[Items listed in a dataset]
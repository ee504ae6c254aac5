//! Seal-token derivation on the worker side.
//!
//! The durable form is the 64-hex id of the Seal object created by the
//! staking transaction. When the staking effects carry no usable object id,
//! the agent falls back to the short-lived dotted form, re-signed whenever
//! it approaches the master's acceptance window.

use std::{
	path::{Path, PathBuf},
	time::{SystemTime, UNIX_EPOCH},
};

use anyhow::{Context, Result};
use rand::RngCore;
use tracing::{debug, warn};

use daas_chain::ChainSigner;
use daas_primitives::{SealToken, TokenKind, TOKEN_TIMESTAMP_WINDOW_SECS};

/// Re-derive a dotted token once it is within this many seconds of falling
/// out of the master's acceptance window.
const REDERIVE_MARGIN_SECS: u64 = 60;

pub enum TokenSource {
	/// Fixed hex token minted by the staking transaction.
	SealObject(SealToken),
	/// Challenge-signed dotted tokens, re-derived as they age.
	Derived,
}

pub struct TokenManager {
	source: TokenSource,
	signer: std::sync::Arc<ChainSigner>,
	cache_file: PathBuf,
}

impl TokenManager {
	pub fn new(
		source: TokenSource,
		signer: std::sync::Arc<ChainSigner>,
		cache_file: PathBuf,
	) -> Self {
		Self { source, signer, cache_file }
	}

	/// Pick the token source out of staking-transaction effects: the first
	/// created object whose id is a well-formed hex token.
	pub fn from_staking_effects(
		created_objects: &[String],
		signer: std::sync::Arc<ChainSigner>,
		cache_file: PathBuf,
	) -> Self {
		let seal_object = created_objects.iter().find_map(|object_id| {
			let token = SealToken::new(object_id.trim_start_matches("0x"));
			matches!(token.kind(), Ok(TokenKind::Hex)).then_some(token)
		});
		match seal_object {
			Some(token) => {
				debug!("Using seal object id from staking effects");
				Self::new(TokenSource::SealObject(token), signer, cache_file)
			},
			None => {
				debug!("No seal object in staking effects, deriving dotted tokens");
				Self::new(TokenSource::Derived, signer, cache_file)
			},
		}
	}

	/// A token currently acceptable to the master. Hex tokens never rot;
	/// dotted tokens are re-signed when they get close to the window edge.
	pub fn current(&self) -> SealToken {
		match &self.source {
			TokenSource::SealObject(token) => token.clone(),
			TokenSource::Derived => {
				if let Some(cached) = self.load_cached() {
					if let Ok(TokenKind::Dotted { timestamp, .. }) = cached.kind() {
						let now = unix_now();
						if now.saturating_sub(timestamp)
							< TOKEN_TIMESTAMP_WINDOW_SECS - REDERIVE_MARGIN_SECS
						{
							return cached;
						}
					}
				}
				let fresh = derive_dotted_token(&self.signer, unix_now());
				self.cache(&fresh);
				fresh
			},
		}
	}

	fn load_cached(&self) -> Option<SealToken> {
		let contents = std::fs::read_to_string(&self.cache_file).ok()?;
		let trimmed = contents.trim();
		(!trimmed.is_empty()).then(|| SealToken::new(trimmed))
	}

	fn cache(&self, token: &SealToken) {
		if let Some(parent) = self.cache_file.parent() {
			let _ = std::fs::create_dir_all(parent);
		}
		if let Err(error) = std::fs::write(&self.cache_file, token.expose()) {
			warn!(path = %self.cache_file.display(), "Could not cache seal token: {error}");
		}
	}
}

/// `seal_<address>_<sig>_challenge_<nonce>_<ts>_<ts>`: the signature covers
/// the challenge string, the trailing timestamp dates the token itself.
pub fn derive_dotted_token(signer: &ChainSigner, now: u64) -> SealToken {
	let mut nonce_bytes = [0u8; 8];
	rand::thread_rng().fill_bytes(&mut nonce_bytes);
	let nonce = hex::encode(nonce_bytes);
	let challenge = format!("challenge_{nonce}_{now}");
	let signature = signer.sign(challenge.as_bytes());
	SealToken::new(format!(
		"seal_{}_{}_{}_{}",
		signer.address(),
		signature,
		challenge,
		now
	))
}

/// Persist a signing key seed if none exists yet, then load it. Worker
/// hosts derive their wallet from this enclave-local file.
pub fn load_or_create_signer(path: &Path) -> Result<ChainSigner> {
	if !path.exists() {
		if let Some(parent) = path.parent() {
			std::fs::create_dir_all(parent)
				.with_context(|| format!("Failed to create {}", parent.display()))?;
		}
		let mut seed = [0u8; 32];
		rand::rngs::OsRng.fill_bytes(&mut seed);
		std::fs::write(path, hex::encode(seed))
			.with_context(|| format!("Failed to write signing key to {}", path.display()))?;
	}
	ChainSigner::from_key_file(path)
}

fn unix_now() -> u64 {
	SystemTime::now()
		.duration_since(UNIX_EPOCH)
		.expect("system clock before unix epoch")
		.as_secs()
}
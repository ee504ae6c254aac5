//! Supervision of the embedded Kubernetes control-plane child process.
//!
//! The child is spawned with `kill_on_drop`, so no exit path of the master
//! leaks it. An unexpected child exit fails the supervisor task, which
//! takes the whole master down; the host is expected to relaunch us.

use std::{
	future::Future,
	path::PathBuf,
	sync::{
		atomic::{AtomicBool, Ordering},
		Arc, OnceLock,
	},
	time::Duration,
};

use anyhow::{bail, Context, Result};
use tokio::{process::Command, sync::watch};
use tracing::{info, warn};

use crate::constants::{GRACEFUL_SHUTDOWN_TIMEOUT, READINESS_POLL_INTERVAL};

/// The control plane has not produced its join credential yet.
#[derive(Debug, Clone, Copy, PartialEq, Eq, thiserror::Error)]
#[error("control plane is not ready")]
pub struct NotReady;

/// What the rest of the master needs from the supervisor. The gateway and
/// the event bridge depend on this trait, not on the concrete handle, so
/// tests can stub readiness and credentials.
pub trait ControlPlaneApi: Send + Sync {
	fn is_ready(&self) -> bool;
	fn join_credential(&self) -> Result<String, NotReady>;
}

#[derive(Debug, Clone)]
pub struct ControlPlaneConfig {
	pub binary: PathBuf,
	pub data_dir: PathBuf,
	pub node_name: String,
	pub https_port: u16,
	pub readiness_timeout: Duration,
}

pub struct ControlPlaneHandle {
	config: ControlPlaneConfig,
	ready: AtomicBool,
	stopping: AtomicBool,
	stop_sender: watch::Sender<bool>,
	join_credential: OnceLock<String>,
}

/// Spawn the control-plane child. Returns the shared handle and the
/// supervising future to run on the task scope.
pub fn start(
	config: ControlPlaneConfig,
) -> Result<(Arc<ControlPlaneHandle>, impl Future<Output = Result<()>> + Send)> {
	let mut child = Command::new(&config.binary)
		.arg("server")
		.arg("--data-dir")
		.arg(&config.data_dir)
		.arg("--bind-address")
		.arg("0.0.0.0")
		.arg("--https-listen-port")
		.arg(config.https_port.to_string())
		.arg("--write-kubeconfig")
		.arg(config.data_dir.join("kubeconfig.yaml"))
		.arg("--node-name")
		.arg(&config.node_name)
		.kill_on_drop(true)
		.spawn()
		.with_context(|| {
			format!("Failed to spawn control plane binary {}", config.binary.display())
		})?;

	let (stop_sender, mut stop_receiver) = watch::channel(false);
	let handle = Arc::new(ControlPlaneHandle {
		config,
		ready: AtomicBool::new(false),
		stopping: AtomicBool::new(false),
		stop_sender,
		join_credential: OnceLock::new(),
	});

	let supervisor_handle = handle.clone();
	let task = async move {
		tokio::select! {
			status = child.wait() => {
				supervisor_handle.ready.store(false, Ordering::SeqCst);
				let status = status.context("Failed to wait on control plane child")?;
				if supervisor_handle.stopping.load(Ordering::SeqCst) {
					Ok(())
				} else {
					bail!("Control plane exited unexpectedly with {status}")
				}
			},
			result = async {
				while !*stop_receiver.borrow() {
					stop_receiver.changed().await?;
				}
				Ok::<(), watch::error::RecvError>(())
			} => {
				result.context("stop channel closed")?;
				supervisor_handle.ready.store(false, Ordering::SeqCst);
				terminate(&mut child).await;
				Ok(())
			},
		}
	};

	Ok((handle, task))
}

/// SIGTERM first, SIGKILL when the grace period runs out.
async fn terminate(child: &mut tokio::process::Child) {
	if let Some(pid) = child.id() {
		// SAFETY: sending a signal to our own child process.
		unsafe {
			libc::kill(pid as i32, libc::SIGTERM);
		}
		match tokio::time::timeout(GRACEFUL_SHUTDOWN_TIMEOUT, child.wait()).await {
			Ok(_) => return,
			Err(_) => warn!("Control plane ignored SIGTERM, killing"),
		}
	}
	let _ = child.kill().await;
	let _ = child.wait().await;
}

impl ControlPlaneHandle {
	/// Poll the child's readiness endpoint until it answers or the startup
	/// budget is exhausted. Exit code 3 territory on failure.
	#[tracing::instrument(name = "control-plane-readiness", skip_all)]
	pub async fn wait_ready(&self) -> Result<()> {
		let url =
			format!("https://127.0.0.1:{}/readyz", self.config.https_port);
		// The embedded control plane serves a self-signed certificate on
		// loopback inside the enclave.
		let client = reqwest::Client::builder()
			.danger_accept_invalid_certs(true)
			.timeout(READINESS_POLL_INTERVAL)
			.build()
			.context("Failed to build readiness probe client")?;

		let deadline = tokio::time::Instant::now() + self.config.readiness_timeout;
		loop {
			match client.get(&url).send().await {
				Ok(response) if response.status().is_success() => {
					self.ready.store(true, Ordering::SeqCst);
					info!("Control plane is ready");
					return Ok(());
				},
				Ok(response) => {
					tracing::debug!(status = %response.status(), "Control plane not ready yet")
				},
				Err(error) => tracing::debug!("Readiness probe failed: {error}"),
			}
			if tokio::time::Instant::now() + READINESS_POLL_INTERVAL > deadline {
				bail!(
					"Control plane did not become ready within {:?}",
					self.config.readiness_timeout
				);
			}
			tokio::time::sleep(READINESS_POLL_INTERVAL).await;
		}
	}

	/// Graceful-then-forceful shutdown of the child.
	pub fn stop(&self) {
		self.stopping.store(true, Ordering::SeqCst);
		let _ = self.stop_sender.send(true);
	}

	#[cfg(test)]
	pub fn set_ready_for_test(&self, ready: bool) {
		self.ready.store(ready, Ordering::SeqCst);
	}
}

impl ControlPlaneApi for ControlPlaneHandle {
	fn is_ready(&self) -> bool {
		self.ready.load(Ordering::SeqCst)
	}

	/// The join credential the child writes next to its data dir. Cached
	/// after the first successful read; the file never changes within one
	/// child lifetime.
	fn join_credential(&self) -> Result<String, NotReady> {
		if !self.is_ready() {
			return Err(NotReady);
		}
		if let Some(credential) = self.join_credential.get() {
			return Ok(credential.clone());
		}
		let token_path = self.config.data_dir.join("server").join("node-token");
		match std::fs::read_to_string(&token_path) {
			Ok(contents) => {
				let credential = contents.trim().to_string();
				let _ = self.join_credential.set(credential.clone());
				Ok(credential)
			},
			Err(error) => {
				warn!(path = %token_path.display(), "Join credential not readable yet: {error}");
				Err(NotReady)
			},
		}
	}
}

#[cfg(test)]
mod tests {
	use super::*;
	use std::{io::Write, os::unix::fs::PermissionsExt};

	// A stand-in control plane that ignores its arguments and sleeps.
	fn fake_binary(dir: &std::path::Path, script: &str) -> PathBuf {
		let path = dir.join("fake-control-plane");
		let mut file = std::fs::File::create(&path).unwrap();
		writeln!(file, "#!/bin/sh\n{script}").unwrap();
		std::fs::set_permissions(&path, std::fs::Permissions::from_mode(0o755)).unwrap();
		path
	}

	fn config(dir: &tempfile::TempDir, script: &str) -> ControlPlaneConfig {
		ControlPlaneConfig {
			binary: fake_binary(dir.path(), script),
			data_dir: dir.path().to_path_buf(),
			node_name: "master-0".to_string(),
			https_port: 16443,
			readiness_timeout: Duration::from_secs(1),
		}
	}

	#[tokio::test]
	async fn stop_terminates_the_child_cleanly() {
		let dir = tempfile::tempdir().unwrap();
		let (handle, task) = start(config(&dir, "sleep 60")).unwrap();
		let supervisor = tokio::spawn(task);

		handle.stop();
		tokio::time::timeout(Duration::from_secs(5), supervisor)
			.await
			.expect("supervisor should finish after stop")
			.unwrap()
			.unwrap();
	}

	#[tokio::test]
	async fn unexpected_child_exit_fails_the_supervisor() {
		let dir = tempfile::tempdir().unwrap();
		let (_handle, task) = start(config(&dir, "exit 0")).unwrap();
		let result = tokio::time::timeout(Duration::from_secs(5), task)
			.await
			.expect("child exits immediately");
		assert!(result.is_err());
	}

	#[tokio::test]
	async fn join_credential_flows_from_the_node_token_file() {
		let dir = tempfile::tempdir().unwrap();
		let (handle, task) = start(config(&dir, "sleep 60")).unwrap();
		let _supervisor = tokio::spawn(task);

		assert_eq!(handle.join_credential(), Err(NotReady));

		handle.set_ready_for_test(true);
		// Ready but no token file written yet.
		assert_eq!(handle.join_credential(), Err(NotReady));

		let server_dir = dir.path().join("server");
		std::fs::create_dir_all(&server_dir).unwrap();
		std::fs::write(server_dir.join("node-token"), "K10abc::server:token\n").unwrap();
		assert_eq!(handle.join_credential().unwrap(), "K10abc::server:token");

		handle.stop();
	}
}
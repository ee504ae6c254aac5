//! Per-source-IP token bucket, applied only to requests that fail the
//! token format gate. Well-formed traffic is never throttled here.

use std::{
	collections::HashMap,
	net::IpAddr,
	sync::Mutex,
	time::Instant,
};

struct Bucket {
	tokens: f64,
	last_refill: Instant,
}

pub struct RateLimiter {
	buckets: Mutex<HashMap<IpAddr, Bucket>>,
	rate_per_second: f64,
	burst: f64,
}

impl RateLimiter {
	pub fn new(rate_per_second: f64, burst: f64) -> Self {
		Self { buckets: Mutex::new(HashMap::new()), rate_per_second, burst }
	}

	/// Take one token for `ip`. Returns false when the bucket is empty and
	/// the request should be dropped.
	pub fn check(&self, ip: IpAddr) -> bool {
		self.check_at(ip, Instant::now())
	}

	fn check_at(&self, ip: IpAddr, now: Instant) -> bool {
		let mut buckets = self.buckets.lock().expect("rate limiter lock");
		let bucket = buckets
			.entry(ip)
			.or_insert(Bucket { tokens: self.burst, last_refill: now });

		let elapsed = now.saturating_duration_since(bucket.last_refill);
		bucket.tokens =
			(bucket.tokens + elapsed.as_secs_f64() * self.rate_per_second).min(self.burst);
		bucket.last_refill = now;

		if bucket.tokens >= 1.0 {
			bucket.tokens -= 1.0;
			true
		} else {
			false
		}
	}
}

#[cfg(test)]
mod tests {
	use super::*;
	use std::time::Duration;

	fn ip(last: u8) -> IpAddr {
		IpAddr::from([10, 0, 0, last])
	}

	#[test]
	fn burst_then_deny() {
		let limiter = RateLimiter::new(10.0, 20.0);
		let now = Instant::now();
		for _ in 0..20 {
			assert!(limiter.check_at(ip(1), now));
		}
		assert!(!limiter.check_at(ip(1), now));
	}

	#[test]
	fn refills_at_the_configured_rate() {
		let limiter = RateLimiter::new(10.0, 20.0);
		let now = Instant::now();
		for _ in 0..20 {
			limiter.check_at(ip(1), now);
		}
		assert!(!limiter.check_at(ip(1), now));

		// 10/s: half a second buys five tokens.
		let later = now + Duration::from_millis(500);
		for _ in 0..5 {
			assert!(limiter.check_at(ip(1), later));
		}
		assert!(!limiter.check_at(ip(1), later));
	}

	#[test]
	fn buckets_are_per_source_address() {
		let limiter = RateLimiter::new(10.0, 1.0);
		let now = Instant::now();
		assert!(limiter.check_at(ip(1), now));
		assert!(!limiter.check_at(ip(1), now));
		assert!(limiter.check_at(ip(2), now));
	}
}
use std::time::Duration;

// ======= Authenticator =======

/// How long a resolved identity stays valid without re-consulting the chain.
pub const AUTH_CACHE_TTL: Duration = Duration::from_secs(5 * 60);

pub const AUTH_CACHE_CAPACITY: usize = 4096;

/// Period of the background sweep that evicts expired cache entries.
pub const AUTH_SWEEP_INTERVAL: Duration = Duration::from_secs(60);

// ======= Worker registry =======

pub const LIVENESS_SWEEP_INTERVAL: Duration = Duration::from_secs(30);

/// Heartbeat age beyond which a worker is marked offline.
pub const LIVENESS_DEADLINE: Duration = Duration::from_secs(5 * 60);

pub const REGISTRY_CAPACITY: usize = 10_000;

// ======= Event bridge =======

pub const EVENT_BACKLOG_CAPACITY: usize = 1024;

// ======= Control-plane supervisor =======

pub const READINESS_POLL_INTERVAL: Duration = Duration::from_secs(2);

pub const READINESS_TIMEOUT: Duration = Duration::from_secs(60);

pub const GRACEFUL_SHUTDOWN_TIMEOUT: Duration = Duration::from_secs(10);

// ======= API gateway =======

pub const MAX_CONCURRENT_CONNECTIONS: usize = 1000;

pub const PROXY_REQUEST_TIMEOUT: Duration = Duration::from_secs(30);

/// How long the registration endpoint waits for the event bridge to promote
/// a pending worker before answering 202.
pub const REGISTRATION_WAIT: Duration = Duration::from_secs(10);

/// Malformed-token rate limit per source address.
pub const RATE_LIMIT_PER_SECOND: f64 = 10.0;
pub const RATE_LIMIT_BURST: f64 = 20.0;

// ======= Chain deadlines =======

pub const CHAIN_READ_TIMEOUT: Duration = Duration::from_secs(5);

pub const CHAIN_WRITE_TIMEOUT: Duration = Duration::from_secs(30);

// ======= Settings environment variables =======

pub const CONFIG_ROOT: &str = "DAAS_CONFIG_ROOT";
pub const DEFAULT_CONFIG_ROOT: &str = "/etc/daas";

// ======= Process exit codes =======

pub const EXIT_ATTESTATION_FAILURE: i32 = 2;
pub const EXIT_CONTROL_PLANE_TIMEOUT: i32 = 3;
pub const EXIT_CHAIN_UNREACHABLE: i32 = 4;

Task brief: Print, from the entries above, the line with "assert!(limiter.check_at(ip(2), now));", the line with "pub const AUTH_CACHE_CAPACITY: usize = 4096;" and all lines between them, exactly and with nothing else.

Response to the exercise:
		assert!(limiter.check_at(ip(2), now));
	}
}
use std::time::Duration;

// ======= Authenticator =======

/// How long a resolved identity stays valid without re-consulting the chain.
pub const AUTH_CACHE_TTL: Duration = Duration::from_secs(5 * 60);

pub const AUTH_CACHE_CAPACITY: usize = 4096;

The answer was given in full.